Top of RECORDED DATA

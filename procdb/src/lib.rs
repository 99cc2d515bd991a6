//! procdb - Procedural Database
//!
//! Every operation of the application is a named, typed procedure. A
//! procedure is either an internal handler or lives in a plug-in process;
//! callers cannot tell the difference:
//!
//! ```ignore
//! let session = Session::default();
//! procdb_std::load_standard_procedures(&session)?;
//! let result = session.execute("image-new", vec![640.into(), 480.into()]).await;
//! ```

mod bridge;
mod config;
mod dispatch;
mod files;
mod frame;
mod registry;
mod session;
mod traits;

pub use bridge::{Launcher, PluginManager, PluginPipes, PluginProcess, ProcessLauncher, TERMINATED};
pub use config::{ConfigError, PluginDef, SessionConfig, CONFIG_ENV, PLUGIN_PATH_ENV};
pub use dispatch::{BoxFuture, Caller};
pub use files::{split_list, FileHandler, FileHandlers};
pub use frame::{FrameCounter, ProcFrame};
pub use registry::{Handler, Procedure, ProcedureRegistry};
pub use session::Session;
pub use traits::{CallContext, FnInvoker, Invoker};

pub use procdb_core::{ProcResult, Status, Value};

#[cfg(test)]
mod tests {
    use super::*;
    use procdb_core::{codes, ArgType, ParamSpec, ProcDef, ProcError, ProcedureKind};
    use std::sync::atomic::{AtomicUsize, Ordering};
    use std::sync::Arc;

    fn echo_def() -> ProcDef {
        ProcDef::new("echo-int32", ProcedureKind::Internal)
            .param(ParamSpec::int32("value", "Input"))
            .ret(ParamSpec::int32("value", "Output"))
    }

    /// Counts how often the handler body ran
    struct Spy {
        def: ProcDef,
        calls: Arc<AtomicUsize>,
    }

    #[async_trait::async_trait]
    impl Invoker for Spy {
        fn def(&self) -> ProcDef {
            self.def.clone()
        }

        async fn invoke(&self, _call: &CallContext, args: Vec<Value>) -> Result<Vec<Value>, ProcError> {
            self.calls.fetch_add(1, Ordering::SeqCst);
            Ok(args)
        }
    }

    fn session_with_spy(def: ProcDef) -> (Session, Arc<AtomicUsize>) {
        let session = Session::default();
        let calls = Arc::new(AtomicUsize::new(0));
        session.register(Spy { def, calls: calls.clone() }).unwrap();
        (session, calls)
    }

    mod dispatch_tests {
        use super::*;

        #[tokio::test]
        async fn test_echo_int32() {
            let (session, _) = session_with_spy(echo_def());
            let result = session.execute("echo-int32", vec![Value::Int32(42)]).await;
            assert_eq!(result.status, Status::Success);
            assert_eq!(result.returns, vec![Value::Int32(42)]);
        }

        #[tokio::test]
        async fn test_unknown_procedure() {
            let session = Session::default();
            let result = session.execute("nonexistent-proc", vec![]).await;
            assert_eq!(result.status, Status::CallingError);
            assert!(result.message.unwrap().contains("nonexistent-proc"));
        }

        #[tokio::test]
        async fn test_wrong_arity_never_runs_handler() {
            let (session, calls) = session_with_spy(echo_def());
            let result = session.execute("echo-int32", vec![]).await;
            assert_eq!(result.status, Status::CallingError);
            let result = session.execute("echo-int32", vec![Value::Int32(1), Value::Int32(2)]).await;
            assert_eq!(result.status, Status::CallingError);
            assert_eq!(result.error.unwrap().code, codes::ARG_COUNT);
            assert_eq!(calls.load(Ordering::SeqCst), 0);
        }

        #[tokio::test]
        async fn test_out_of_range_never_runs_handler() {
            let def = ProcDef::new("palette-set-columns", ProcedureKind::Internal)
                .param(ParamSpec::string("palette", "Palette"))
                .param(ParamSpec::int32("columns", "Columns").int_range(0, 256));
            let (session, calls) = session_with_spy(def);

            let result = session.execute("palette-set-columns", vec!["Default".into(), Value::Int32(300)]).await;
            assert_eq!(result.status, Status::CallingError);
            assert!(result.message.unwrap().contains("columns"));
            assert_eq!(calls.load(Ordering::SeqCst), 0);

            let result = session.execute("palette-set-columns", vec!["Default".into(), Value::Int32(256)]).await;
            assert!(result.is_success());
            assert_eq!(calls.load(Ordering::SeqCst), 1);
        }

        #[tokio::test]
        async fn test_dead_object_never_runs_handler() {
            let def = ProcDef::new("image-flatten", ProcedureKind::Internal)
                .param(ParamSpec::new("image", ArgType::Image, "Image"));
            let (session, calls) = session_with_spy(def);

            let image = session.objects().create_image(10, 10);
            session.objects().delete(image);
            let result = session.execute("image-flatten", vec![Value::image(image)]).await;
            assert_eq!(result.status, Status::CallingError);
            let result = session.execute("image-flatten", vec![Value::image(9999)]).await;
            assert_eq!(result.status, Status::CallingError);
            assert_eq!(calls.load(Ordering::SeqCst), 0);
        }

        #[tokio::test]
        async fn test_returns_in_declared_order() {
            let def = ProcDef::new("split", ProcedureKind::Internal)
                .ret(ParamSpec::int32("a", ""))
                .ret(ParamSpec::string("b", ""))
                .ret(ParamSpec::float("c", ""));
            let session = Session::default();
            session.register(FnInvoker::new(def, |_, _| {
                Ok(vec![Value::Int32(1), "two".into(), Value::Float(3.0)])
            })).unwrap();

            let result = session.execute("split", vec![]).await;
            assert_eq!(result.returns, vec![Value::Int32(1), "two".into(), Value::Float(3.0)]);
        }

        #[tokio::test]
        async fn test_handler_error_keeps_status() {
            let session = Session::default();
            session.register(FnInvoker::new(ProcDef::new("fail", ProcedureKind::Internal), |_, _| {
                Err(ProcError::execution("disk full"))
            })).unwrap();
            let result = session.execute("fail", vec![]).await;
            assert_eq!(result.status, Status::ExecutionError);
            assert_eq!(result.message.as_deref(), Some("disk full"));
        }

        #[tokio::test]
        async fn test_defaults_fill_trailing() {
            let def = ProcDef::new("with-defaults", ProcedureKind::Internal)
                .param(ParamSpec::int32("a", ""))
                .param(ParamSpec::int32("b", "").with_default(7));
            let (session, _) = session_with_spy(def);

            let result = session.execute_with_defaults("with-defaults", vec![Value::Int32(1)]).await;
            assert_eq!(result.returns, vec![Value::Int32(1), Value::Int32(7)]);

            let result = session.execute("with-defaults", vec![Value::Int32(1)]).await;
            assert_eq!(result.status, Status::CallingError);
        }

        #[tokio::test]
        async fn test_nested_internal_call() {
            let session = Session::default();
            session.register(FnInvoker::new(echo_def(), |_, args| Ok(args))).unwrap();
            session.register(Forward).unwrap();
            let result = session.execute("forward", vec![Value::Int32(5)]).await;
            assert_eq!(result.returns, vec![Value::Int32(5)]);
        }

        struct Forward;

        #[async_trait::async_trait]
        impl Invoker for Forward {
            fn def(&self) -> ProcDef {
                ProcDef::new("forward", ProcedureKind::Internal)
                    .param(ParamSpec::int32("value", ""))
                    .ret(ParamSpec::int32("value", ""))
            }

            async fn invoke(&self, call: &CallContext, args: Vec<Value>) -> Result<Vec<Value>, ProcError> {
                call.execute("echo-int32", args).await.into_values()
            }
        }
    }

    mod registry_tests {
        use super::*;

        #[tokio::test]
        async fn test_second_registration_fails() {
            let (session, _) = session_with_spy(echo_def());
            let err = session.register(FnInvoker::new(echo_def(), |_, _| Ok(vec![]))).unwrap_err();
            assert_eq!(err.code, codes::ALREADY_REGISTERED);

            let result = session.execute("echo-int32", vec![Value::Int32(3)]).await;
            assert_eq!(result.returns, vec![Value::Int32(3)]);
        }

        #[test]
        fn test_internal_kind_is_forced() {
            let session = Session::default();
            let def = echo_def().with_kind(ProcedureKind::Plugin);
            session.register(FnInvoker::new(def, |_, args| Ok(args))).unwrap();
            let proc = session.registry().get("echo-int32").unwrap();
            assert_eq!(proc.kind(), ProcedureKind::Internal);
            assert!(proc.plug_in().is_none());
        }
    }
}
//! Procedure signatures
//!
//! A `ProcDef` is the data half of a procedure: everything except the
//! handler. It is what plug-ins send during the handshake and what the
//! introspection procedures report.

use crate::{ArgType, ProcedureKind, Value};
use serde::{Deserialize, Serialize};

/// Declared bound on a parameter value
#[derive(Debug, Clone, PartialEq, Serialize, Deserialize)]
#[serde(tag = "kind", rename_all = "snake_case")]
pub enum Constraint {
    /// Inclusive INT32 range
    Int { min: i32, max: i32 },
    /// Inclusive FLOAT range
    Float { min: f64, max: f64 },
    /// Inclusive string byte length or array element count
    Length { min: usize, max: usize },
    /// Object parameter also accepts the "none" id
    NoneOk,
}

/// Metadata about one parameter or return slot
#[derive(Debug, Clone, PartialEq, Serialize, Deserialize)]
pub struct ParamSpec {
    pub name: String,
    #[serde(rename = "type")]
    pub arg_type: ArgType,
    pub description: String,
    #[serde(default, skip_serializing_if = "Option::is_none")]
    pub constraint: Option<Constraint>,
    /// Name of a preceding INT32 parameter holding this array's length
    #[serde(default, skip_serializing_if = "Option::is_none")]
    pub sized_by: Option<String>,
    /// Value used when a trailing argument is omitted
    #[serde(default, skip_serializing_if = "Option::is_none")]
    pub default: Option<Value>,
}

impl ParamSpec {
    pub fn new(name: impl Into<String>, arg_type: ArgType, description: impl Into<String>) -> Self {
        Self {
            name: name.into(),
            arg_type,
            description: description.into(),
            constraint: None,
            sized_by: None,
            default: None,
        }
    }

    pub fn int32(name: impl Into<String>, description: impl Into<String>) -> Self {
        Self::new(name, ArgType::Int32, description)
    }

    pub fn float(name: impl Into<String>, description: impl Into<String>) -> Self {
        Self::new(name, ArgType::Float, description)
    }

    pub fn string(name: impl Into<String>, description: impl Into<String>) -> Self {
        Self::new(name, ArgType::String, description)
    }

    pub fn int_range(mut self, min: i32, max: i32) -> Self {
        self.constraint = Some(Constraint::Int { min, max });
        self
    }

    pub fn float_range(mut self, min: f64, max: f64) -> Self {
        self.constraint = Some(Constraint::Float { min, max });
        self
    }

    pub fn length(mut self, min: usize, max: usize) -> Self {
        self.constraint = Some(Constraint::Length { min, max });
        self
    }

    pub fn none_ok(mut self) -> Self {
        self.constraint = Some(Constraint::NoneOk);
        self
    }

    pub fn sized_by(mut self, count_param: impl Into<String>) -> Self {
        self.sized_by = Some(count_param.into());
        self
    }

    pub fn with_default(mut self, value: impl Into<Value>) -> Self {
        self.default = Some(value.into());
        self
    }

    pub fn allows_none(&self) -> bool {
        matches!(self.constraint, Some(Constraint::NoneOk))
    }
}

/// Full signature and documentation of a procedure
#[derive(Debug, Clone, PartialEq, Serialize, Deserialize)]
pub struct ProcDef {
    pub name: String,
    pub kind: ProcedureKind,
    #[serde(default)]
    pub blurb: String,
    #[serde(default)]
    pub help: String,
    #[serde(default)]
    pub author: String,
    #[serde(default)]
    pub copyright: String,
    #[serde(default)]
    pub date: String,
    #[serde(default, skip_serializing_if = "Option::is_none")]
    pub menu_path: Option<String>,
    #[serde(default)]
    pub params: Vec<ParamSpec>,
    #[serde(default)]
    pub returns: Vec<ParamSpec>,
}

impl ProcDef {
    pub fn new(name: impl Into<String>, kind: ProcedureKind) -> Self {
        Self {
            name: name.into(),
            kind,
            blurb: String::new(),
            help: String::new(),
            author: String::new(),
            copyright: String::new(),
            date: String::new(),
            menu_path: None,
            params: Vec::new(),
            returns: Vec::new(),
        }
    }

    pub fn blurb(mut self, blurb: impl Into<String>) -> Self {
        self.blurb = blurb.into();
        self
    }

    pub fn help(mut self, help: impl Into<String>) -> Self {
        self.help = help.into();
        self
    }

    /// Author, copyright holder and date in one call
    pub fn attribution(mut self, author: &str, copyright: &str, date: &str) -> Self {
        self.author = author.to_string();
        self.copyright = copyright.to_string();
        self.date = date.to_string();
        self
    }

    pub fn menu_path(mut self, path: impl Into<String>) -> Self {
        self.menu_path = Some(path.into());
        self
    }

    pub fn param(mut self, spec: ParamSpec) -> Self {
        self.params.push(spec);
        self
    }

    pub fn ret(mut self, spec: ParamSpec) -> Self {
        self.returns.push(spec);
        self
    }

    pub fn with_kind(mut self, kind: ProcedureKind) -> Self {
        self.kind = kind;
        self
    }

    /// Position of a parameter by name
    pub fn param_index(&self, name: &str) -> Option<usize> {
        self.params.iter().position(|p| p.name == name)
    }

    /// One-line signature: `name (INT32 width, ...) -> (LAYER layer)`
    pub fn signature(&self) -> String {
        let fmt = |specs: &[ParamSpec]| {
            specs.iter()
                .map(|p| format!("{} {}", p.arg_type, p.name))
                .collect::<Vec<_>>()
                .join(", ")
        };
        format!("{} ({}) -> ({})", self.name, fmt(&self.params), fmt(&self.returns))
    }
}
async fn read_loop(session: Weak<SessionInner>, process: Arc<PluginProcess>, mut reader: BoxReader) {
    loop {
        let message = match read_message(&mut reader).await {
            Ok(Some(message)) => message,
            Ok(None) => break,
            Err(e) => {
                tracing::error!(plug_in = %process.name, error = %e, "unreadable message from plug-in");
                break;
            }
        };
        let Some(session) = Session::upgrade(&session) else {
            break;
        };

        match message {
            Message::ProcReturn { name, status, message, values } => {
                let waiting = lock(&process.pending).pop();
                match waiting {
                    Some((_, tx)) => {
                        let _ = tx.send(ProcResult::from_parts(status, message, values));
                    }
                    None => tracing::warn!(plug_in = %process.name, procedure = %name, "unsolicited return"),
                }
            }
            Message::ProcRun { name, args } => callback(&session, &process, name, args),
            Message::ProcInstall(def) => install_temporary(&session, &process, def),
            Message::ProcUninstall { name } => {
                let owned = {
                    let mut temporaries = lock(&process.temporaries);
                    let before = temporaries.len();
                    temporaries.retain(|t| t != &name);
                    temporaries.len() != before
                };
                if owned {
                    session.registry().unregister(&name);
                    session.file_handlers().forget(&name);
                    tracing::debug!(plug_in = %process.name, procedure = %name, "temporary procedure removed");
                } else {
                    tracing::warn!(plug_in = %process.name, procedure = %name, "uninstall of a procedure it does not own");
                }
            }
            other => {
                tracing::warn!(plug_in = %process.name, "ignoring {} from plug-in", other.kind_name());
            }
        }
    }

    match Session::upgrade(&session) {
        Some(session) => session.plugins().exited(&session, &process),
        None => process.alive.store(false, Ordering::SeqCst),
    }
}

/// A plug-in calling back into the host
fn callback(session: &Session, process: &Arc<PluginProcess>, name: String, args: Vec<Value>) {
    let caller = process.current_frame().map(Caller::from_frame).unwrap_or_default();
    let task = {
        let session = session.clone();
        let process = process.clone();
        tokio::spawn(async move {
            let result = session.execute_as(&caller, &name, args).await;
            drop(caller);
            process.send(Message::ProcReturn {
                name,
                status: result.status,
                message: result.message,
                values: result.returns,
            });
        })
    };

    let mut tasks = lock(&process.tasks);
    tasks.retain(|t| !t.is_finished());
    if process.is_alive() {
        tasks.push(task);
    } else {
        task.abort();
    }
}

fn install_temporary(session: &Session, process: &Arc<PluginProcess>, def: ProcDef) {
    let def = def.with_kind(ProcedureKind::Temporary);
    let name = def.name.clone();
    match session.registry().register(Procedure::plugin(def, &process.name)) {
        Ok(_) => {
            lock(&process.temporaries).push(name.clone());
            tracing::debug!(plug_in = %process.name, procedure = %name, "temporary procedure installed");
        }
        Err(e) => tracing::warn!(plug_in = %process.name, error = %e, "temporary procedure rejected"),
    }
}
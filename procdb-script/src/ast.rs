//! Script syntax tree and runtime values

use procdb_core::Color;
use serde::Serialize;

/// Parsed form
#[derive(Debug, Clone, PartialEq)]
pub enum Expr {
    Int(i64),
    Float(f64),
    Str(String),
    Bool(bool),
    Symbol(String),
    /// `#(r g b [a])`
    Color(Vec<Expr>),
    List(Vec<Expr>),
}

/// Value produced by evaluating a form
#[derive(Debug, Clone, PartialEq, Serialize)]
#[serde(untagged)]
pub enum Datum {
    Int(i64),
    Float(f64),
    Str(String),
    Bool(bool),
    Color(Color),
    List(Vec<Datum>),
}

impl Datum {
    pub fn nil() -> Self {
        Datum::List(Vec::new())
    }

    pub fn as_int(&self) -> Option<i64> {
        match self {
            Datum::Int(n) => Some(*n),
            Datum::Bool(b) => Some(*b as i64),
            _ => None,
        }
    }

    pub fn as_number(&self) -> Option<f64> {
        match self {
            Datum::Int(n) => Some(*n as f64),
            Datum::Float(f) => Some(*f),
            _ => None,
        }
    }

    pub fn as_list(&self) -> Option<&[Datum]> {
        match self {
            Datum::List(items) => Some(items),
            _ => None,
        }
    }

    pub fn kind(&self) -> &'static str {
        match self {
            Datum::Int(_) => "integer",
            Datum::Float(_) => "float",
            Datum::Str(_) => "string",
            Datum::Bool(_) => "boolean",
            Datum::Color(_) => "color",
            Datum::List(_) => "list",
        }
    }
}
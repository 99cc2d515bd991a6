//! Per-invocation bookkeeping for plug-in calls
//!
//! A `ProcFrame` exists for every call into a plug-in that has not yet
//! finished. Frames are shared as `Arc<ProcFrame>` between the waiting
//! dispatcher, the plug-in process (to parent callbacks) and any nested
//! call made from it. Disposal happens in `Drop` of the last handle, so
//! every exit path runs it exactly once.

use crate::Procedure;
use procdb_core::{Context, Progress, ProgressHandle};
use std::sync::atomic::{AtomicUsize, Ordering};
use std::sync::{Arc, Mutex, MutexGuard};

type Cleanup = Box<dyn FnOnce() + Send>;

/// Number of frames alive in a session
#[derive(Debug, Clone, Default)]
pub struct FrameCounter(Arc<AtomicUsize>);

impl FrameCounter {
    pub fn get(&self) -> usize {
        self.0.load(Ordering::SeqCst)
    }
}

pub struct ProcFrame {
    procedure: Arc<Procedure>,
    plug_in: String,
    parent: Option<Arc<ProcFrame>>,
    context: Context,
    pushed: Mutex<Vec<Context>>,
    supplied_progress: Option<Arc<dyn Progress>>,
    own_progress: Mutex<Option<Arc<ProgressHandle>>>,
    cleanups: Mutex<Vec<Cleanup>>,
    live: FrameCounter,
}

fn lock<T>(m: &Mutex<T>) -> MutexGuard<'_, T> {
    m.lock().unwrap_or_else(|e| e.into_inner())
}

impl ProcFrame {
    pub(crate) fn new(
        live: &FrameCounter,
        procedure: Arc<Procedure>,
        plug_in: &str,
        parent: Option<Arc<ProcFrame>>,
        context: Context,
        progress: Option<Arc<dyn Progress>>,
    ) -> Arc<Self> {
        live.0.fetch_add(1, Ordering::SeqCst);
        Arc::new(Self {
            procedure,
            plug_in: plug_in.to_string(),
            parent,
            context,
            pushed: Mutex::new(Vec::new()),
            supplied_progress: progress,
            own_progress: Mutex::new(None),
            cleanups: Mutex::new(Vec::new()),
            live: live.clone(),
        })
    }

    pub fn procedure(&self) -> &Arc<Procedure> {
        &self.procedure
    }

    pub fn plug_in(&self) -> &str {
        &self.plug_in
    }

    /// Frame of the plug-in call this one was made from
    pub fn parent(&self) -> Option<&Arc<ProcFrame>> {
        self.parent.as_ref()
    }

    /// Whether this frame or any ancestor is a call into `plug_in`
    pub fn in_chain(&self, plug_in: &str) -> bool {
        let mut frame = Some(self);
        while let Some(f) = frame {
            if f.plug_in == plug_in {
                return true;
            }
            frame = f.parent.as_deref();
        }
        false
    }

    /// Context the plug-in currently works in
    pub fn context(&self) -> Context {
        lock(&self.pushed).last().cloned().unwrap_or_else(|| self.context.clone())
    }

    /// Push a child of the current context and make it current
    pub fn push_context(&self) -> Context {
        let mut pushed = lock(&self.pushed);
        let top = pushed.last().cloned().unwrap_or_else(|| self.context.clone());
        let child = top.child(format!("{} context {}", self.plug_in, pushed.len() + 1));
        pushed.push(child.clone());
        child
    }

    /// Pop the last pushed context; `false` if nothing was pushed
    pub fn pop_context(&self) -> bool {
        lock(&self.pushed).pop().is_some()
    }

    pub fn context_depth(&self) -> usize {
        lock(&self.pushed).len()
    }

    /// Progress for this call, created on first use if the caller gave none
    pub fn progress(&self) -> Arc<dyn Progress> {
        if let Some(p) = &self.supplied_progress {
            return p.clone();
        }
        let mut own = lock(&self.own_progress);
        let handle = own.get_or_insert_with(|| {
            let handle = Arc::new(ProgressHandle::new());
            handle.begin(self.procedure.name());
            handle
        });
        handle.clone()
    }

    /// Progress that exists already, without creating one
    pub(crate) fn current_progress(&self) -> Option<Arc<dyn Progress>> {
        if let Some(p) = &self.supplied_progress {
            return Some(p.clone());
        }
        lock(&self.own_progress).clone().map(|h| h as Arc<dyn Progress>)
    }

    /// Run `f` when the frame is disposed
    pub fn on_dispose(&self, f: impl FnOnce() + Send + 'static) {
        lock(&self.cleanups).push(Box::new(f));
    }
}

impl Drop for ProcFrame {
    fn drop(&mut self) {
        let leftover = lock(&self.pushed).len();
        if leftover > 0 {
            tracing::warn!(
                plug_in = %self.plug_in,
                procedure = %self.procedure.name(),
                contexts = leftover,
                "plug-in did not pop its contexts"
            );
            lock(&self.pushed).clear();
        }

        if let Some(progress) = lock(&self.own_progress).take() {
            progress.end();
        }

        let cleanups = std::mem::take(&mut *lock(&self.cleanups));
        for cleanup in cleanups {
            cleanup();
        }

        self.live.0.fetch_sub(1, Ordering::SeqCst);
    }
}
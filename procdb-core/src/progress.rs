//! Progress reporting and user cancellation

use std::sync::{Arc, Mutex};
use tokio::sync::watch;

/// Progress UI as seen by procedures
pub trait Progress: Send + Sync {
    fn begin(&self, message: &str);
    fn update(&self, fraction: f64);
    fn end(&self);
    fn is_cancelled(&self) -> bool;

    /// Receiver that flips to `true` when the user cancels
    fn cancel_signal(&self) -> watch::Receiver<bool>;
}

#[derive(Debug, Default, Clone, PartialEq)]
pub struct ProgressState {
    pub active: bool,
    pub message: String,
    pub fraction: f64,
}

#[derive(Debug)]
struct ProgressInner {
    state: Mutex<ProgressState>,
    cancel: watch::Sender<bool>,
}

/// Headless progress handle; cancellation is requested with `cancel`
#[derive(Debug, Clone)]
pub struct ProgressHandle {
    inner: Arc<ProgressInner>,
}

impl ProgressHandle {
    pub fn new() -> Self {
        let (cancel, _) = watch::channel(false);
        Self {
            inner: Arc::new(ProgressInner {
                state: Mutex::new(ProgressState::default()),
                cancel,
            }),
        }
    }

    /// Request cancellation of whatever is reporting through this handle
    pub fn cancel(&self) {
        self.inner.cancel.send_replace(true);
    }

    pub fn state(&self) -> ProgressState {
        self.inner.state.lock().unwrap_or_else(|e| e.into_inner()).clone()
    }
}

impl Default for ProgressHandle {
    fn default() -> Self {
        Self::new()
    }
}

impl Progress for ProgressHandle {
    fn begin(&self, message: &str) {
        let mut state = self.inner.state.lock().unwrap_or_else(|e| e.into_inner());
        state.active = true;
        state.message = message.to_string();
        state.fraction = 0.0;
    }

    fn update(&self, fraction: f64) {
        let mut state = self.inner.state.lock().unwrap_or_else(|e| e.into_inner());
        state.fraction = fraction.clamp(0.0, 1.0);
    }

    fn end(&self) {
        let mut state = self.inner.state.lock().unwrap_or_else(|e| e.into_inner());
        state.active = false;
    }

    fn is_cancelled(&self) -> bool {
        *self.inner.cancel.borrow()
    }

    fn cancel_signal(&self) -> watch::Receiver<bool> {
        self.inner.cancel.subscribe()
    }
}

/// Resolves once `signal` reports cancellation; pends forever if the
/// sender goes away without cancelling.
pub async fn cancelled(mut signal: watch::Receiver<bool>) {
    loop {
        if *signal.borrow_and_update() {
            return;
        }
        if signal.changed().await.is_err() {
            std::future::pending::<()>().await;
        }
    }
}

Bottom of RECORDED DATA

• [EXERCISE AIM] Write down every line of the data above that includes the string "array".

• [ANSWER BOX]
    /// Inclusive string byte length or array element count
    /// Name of a preceding INT32 parameter holding this array's length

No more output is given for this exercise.